__INSTRUCTIONS FOR THE TASK__: Word for word, restate every entry shown below.

---

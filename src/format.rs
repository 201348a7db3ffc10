//! Pixel format descriptors.
//!
//! A [`Format`] pins down both axes of a pixel layout: channel count
//! (RGB or RGBA) and numeric domain (8-bit fixed, 16-bit fixed, 32-bit
//! float). The sibling lookups ([`to_ldr`](Format::to_ldr),
//! [`to_rgba`](Format::to_rgba), ...) move along one axis while keeping
//! the other fixed.

/// Pixel layout: channel count × numeric domain.
///
/// `None` is the sentinel for an unconfigured buffer; all derived
/// properties of `None` are zero and factories reject it.
#[derive(Clone, Copy, Debug, Default, PartialEq, Eq, Hash)]
#[repr(u8)]
pub enum Format {
    /// Sentinel: no format assigned.
    #[default]
    None = 0,
    /// 8-bit fixed-point RGB (LDR).
    Rgb8,
    /// 8-bit fixed-point RGBA (LDR).
    Rgba8,
    /// 16-bit fixed-point RGB (HDR).
    Rgb16,
    /// 16-bit fixed-point RGBA (HDR).
    Rgba16,
    /// 32-bit float RGB, unclamped linear.
    Rgb32F,
    /// 32-bit float RGBA, unclamped linear.
    Rgba32F,
}

/// Channel value domain. The set is closed: buffers store exactly one of
/// these three numeric interpretations per channel.
#[derive(Clone, Copy, Debug, PartialEq, Eq, Hash)]
pub enum Domain {
    /// 8-bit fixed point, range `[0, 255]`.
    Ldr,
    /// 16-bit fixed point, range `[0, 65535]`.
    Hdr,
    /// 32-bit float, linear and unclamped.
    Float,
}

/// A color channel within a pixel.
#[derive(Clone, Copy, Debug, PartialEq, Eq, Hash)]
#[repr(u8)]
pub enum Channel {
    Red = 0,
    Green = 1,
    Blue = 2,
    Alpha = 3,
}

impl Channel {
    /// Zero-based position of this channel within a pixel.
    #[inline]
    pub const fn index(self) -> usize {
        self as usize
    }
}

impl Format {
    /// Number of channels (3 or 4; 0 for `None`).
    #[inline]
    pub const fn channel_count(self) -> usize {
        match self {
            Format::None => 0,
            Format::Rgb8 | Format::Rgb16 | Format::Rgb32F => 3,
            Format::Rgba8 | Format::Rgba16 | Format::Rgba32F => 4,
        }
    }

    /// Byte size of a single channel value (1, 2, or 4; 0 for `None`).
    #[inline]
    pub const fn channel_size(self) -> usize {
        match self {
            Format::None => 0,
            Format::Rgb8 | Format::Rgba8 => 1,
            Format::Rgb16 | Format::Rgba16 => 2,
            Format::Rgb32F | Format::Rgba32F => 4,
        }
    }

    /// Byte size of a whole pixel.
    #[inline]
    pub const fn pixel_size(self) -> usize {
        self.channel_count() * self.channel_size()
    }

    /// Whether the layout includes an alpha channel.
    #[inline]
    pub const fn has_alpha(self) -> bool {
        matches!(self, Format::Rgba8 | Format::Rgba16 | Format::Rgba32F)
    }

    /// Whether channel values are 8-bit fixed point.
    #[inline]
    pub const fn is_ldr(self) -> bool {
        matches!(self, Format::Rgb8 | Format::Rgba8)
    }

    /// Whether channel values are 16-bit fixed point.
    #[inline]
    pub const fn is_hdr(self) -> bool {
        matches!(self, Format::Rgb16 | Format::Rgba16)
    }

    /// Whether channel values are 32-bit float.
    #[inline]
    pub const fn is_float(self) -> bool {
        matches!(self, Format::Rgb32F | Format::Rgba32F)
    }

    /// Numeric domain of this format, or `None` for the sentinel.
    #[inline]
    pub const fn domain(self) -> Option<Domain> {
        match self {
            Format::None => None,
            Format::Rgb8 | Format::Rgba8 => Some(Domain::Ldr),
            Format::Rgb16 | Format::Rgba16 => Some(Domain::Hdr),
            Format::Rgb32F | Format::Rgba32F => Some(Domain::Float),
        }
    }

    /// Sibling format with the same channel count in the LDR domain.
    #[inline]
    pub const fn to_ldr(self) -> Format {
        match self {
            Format::None => Format::None,
            Format::Rgb8 | Format::Rgb16 | Format::Rgb32F => Format::Rgb8,
            Format::Rgba8 | Format::Rgba16 | Format::Rgba32F => Format::Rgba8,
        }
    }

    /// Sibling format with the same channel count in the HDR domain.
    #[inline]
    pub const fn to_hdr(self) -> Format {
        match self {
            Format::None => Format::None,
            Format::Rgb8 | Format::Rgb16 | Format::Rgb32F => Format::Rgb16,
            Format::Rgba8 | Format::Rgba16 | Format::Rgba32F => Format::Rgba16,
        }
    }

    /// Sibling format with the same channel count in the float domain.
    #[inline]
    pub const fn to_float(self) -> Format {
        match self {
            Format::None => Format::None,
            Format::Rgb8 | Format::Rgb16 | Format::Rgb32F => Format::Rgb32F,
            Format::Rgba8 | Format::Rgba16 | Format::Rgba32F => Format::Rgba32F,
        }
    }

    /// Sibling format with the same domain and no alpha channel.
    #[inline]
    pub const fn to_rgb(self) -> Format {
        match self {
            Format::None => Format::None,
            Format::Rgb8 | Format::Rgba8 => Format::Rgb8,
            Format::Rgb16 | Format::Rgba16 => Format::Rgb16,
            Format::Rgb32F | Format::Rgba32F => Format::Rgb32F,
        }
    }

    /// Sibling format with the same domain and an alpha channel.
    #[inline]
    pub const fn to_rgba(self) -> Format {
        match self {
            Format::None => Format::None,
            Format::Rgb8 | Format::Rgba8 => Format::Rgba8,
            Format::Rgb16 | Format::Rgba16 => Format::Rgba16,
            Format::Rgb32F | Format::Rgba32F => Format::Rgba32F,
        }
    }
}

impl core::fmt::Display for Format {
    fn fmt(&self, f: &mut core::fmt::Formatter<'_>) -> core::fmt::Result {
        f.write_str(match self {
            Format::None => "None",
            Format::Rgb8 => "RGB8",
            Format::Rgba8 => "RGBA8",
            Format::Rgb16 => "RGB16",
            Format::Rgba16 => "RGBA16",
            Format::Rgb32F => "RGB32F",
            Format::Rgba32F => "RGBA32F",
        })
    }
}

---

__WRITTEN ANSWER__:
filename src/format.rs
repository 201348a7db3ffc10
//! Pixel format descriptors.
//!
//! A [`Format`] pins down both axes of a pixel layout: channel count
//! (RGB or RGBA) and numeric domain (8-bit fixed, 16-bit fixed, 32-bit
//! float). The sibling lookups ([`to_ldr`](Format::to_ldr),
//! [`to_rgba`](Format::to_rgba), ...) move along one axis while keeping
//! the other fixed.

/// Pixel layout: channel count × numeric domain.
///
/// `None` is the sentinel for an unconfigured buffer; all derived
/// properties of `None` are zero and factories reject it.
#[derive(Clone, Copy, Debug, Default, PartialEq, Eq, Hash)]
#[repr(u8)]
pub enum Format {
    /// Sentinel: no format assigned.
    #[default]
    None = 0,
    /// 8-bit fixed-point RGB (LDR).
    Rgb8,
    /// 8-bit fixed-point RGBA (LDR).
    Rgba8,
    /// 16-bit fixed-point RGB (HDR).
    Rgb16,
    /// 16-bit fixed-point RGBA (HDR).
    Rgba16,
    /// 32-bit float RGB, unclamped linear.
    Rgb32F,
    /// 32-bit float RGBA, unclamped linear.
    Rgba32F,
}

/// Channel value domain. The set is closed: buffers store exactly one of
/// these three numeric interpretations per channel.
#[derive(Clone, Copy, Debug, PartialEq, Eq, Hash)]
pub enum Domain {
    /// 8-bit fixed point, range `[0, 255]`.
    Ldr,
    /// 16-bit fixed point, range `[0, 65535]`.
    Hdr,
    /// 32-bit float, linear and unclamped.
    Float,
}

/// A color channel within a pixel.
#[derive(Clone, Copy, Debug, PartialEq, Eq, Hash)]
#[repr(u8)]
pub enum Channel {
    Red = 0,
    Green = 1,
    Blue = 2,
    Alpha = 3,
}

impl Channel {
    /// Zero-based position of this channel within a pixel.
    #[inline]
    pub const fn index(self) -> usize {
        self as usize
    }
}

impl Format {
    /// Number of channels (3 or 4; 0 for `None`).
    #[inline]
    pub const fn channel_count(self) -> usize {
        match self {
            Format::None => 0,
            Format::Rgb8 | Format::Rgb16 | Format::Rgb32F => 3,
            Format::Rgba8 | Format::Rgba16 | Format::Rgba32F => 4,
        }
    }

    /// Byte size of a single channel value (1, 2, or 4; 0 for `None`).
    #[inline]
    pub const fn channel_size(self) -> usize {
        match self {
            Format::None => 0,
            Format::Rgb8 | Format::Rgba8 => 1,
            Format::Rgb16 | Format::Rgba16 => 2,
            Format::Rgb32F | Format::Rgba32F => 4,
        }
    }

    /// Byte size of a whole pixel.
    #[inline]
    pub const fn pixel_size(self) -> usize {
        self.channel_count() * self.channel_size()
    }

    /// Whether the layout includes an alpha channel.
    #[inline]
    pub const fn has_alpha(self) -> bool {
        matches!(self, Format::Rgba8 | Format::Rgba16 | Format::Rgba32F)
    }

    /// Whether channel values are 8-bit fixed point.
    #[inline]
    pub const fn is_ldr(self) -> bool {
        matches!(self, Format::Rgb8 | Format::Rgba8)
    }

    /// Whether channel values are 16-bit fixed point.
    #[inline]
    pub const fn is_hdr(self) -> bool {
        matches!(self, Format::Rgb16 | Format::Rgba16)
    }

    /// Whether channel values are 32-bit float.
    #[inline]
    pub const fn is_float(self) -> bool {
        matches!(self, Format::Rgb32F | Format::Rgba32F)
    }

    /// Numeric domain of this format, or `None` for the sentinel.
    #[inline]
    pub const fn domain(self) -> Option<Domain> {
        match self {
            Format::None => None,
            Format::Rgb8 | Format::Rgba8 => Some(Domain::Ldr),
            Format::Rgb16 | Format::Rgba16 => Some(Domain::Hdr),
            Format::Rgb32F | Format::Rgba32F => Some(Domain::Float),
        }
    }

    /// Sibling format with the same channel count in the LDR domain.
    #[inline]
    pub const fn to_ldr(self) -> Format {
        match self {
            Format::None => Format::None,
            Format::Rgb8 | Format::Rgb16 | Format::Rgb32F => Format::Rgb8,
            Format::Rgba8 | Format::Rgba16 | Format::Rgba32F => Format::Rgba8,
        }
    }

    /// Sibling format with the same channel count in the HDR domain.
    #[inline]
    pub const fn to_hdr(self) -> Format {
        match self {
            Format::None => Format::None,
            Format::Rgb8 | Format::Rgb16 | Format::Rgb32F => Format::Rgb16,
            Format::Rgba8 | Format::Rgba16 | Format::Rgba32F => Format::Rgba16,
        }
    }

    /// Sibling format with the same channel count in the float domain.
    #[inline]
    pub const fn to_float(self) -> Format {
        match self {
            Format::None => Format::None,
            Format::Rgb8 | Format::Rgb16 | Format::Rgb32F => Format::Rgb32F,
            Format::Rgba8 | Format::Rgba16 | Format::Rgba32F => Format::Rgba32F,
        }
    }

    /// Sibling format with the same domain and no alpha channel.
    #[inline]
    pub const fn to_rgb(self) -> Format {
        match self {
            Format::None => Format::None,
            Format::Rgb8 | Format::Rgba8 => Format::Rgb8,
            Format::Rgb16 | Format::Rgba16 => Format::Rgb16,
            Format::Rgb32F | Format::Rgba32F => Format::Rgb32F,
        }
    }

    /// Sibling format with the same domain and an alpha channel.
    #[inline]
    pub const fn to_rgba(self) -> Format {
        match self {
            Format::None => Format::None,
            Format::Rgb8 | Format::Rgba8 => Format::Rgba8,
            Format::Rgb16 | Format::Rgba16 => Format::Rgba16,
            Format::Rgb32F | Format::Rgba32F => Format::Rgba32F,
        }
    }
}

impl core::fmt::Display for Format {
    fn fmt(&self, f: &mut core::fmt::Formatter<'_>) -> core::fmt::Result {
        f.write_str(match self {
            Format::None => "None",
            Format::Rgb8 => "RGB8",
            Format::Rgba8 => "RGBA8",
            Format::Rgb16 => "RGB16",
            Format::Rgba16 => "RGBA16",
            Format::Rgb32F => "RGB32F",
            Format::Rgba32F => "RGBA32F",
        })
    }
}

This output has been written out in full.